Saved entries =>

########################################

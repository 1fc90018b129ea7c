//! ROI timeline: cumulative nominal return year by year.
//!
//! The headline figures are deliberately simple: the nominal sector
//! return rate and the undiscounted final-year net cash flow. True
//! discounted NPV and IRR over the same cash-flow series are available
//! as methods on RoiTimeline.

use crate::{
    error::{ensure_finite, ImpactResult},
    model::{ImpactModel, ROI_ANNUAL_STEP},
    sector_table::SectorTable,
    types::{validate_amount, validate_horizon, InvestmentScenario},
};
use serde::{Deserialize, Serialize};
use std::sync::Arc;

/// Discount rates reported by RoiTimeline::npv_table().
pub const NPV_RATES: [f64; 4] = [0.08, 0.10, 0.12, 0.15];

const IRR_INITIAL_GUESS: f64 = 0.1;
const IRR_MAX_ITERATIONS: usize = 100;
const IRR_MIN: f64 = -0.5;
const IRR_MAX: f64 = 1.0;

#[derive(Debug, Clone, Serialize, Deserialize, PartialEq)]
pub struct RoiPoint {
    pub year: u32,
    pub annual_return: f64,
    pub cumulative_return: f64,
    pub cumulative_investment: f64,
    pub net_cash_flow: f64,
}

#[derive(Debug, Clone, Serialize, Deserialize, PartialEq)]
pub struct RoiTimeline {
    pub points: Vec<RoiPoint>,
    /// Sector return rate as a percentage. Not an IRR.
    pub nominal_return_rate: f64,
    /// First year cumulative return covers the investment,
    /// or the horizon itself when that never happens.
    pub payback_year: u32,
    pub payback_reached: bool,
    /// Final year's undiscounted net cash flow. Not an NPV.
    pub terminal_net_cash_flow: f64,
}

#[derive(Debug, Clone, Serialize, Deserialize, PartialEq)]
pub struct DiscountedValue {
    pub rate: f64,
    pub npv: f64,
}

impl RoiTimeline {
    /// The investment as a year-0 outflow followed by each year's return.
    pub fn cash_flows(&self) -> Vec<f64> {
        let investment = self.points.first().map_or(0.0, |p| p.cumulative_investment);
        std::iter::once(-investment)
            .chain(self.points.iter().map(|p| p.annual_return))
            .collect()
    }

    pub fn discounted_npv(&self, rate: f64) -> f64 {
        npv(&self.cash_flows(), rate)
    }

    pub fn npv_table(&self) -> Vec<DiscountedValue> {
        let flows = self.cash_flows();
        NPV_RATES
            .iter()
            .map(|&rate| DiscountedValue { rate, npv: npv(&flows, rate) })
            .collect()
    }

    /// Internal rate of return by Newton-Raphson, clamped to [-0.5, 1.0].
    ///
    /// None when the cash flows never change sign, since no root exists.
    pub fn irr(&self) -> Option<f64> {
        irr(&self.cash_flows())
    }
}

fn npv(flows: &[f64], rate: f64) -> f64 {
    flows
        .iter()
        .enumerate()
        .map(|(t, cf)| cf / (1.0 + rate).powi(t as i32))
        .sum()
}

fn irr(flows: &[f64]) -> Option<f64> {
    let has_outflow = flows.iter().any(|&cf| cf < 0.0);
    let has_inflow = flows.iter().any(|&cf| cf > 0.0);
    if !has_outflow || !has_inflow {
        return None;
    }

    let mut rate = IRR_INITIAL_GUESS;
    for _ in 0..IRR_MAX_ITERATIONS {
        let value = npv(flows, rate);
        let slope: f64 = flows
            .iter()
            .enumerate()
            .map(|(t, cf)| -(t as f64) * cf / (1.0 + rate).powi(t as i32 + 1))
            .sum();
        if slope.abs() < 1e-10 {
            break;
        }
        let step = value / slope;
        rate -= step;
        if !rate.is_finite() {
            return None;
        }
        // Keep the iterate where (1 + rate) stays positive.
        rate = rate.clamp(IRR_MIN, IRR_MAX);
        if step.abs() < 1e-12 {
            break;
        }
    }
    Some(rate.clamp(IRR_MIN, IRR_MAX))
}

pub struct RoiTimelineModel {
    sectors: Arc<SectorTable>,
}

impl RoiTimelineModel {
    pub fn new(sectors: Arc<SectorTable>) -> Self {
        Self { sectors }
    }

    pub fn compute(
        &self,
        amount: f64,
        sector_code: &str,
        horizon_years: u32,
    ) -> ImpactResult<RoiTimeline> {
        validate_amount(amount)?;
        validate_horizon(horizon_years)?;
        let rate = self.sectors.lookup(sector_code)?.annual_return_rate;

        let mut points = Vec::with_capacity(horizon_years as usize);
        let mut cumulative = 0.0;
        let mut payback = None;

        for y in 1..=horizon_years {
            let annual = amount * rate * (1.0 + f64::from(y - 1) * ROI_ANNUAL_STEP);
            cumulative += annual;
            ensure_finite("cumulative_return", cumulative)?;

            if payback.is_none() && cumulative >= amount {
                payback = Some(y);
            }
            points.push(RoiPoint {
                year: y,
                annual_return: annual,
                cumulative_return: cumulative,
                cumulative_investment: amount,
                net_cash_flow: cumulative - amount,
            });
        }

        let terminal_net_cash_flow = cumulative - amount;

        log::debug!(
            "roi: sector={sector_code} amount={amount} horizon={horizon_years} \
             payback={payback:?} terminal={terminal_net_cash_flow:.2}"
        );

        Ok(RoiTimeline {
            points,
            nominal_return_rate: rate * 100.0,
            payback_year: payback.unwrap_or(horizon_years),
            payback_reached: payback.is_some(),
            terminal_net_cash_flow,
        })
    }
}

impl ImpactModel for RoiTimelineModel {
    type Output = RoiTimeline;

    fn name(&self) -> &'static str { "roi_timeline" }

    fn evaluate(&self, scenario: &InvestmentScenario) -> ImpactResult<RoiTimeline> {
        self.compute(scenario.amount, &scenario.sector_code, scenario.horizon_years)
    }
}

########################################

Work order =>
Repeat, exactly as they stand above, the lines from the line with "if !has_outflow ||" to the line with "let mut cumulative = 0.0;", both lines included.

Result of the task =>
    if !has_outflow || !has_inflow {
        return None;
    }

    let mut rate = IRR_INITIAL_GUESS;
    for _ in 0..IRR_MAX_ITERATIONS {
        let value = npv(flows, rate);
        let slope: f64 = flows
            .iter()
            .enumerate()
            .map(|(t, cf)| -(t as f64) * cf / (1.0 + rate).powi(t as i32 + 1))
            .sum();
        if slope.abs() < 1e-10 {
            break;
        }
        let step = value / slope;
        rate -= step;
        if !rate.is_finite() {
            return None;
        }
        // Keep the iterate where (1 + rate) stays positive.
        rate = rate.clamp(IRR_MIN, IRR_MAX);
        if step.abs() < 1e-12 {
            break;
        }
    }
    Some(rate.clamp(IRR_MIN, IRR_MAX))
}

pub struct RoiTimelineModel {
    sectors: Arc<SectorTable>,
}

impl RoiTimelineModel {
    pub fn new(sectors: Arc<SectorTable>) -> Self {
        Self { sectors }
    }

    pub fn compute(
        &self,
        amount: f64,
        sector_code: &str,
        horizon_years: u32,
    ) -> ImpactResult<RoiTimeline> {
        validate_amount(amount)?;
        validate_horizon(horizon_years)?;
        let rate = self.sectors.lookup(sector_code)?.annual_return_rate;

        let mut points = Vec::with_capacity(horizon_years as usize);
        let mut cumulative = 0.0;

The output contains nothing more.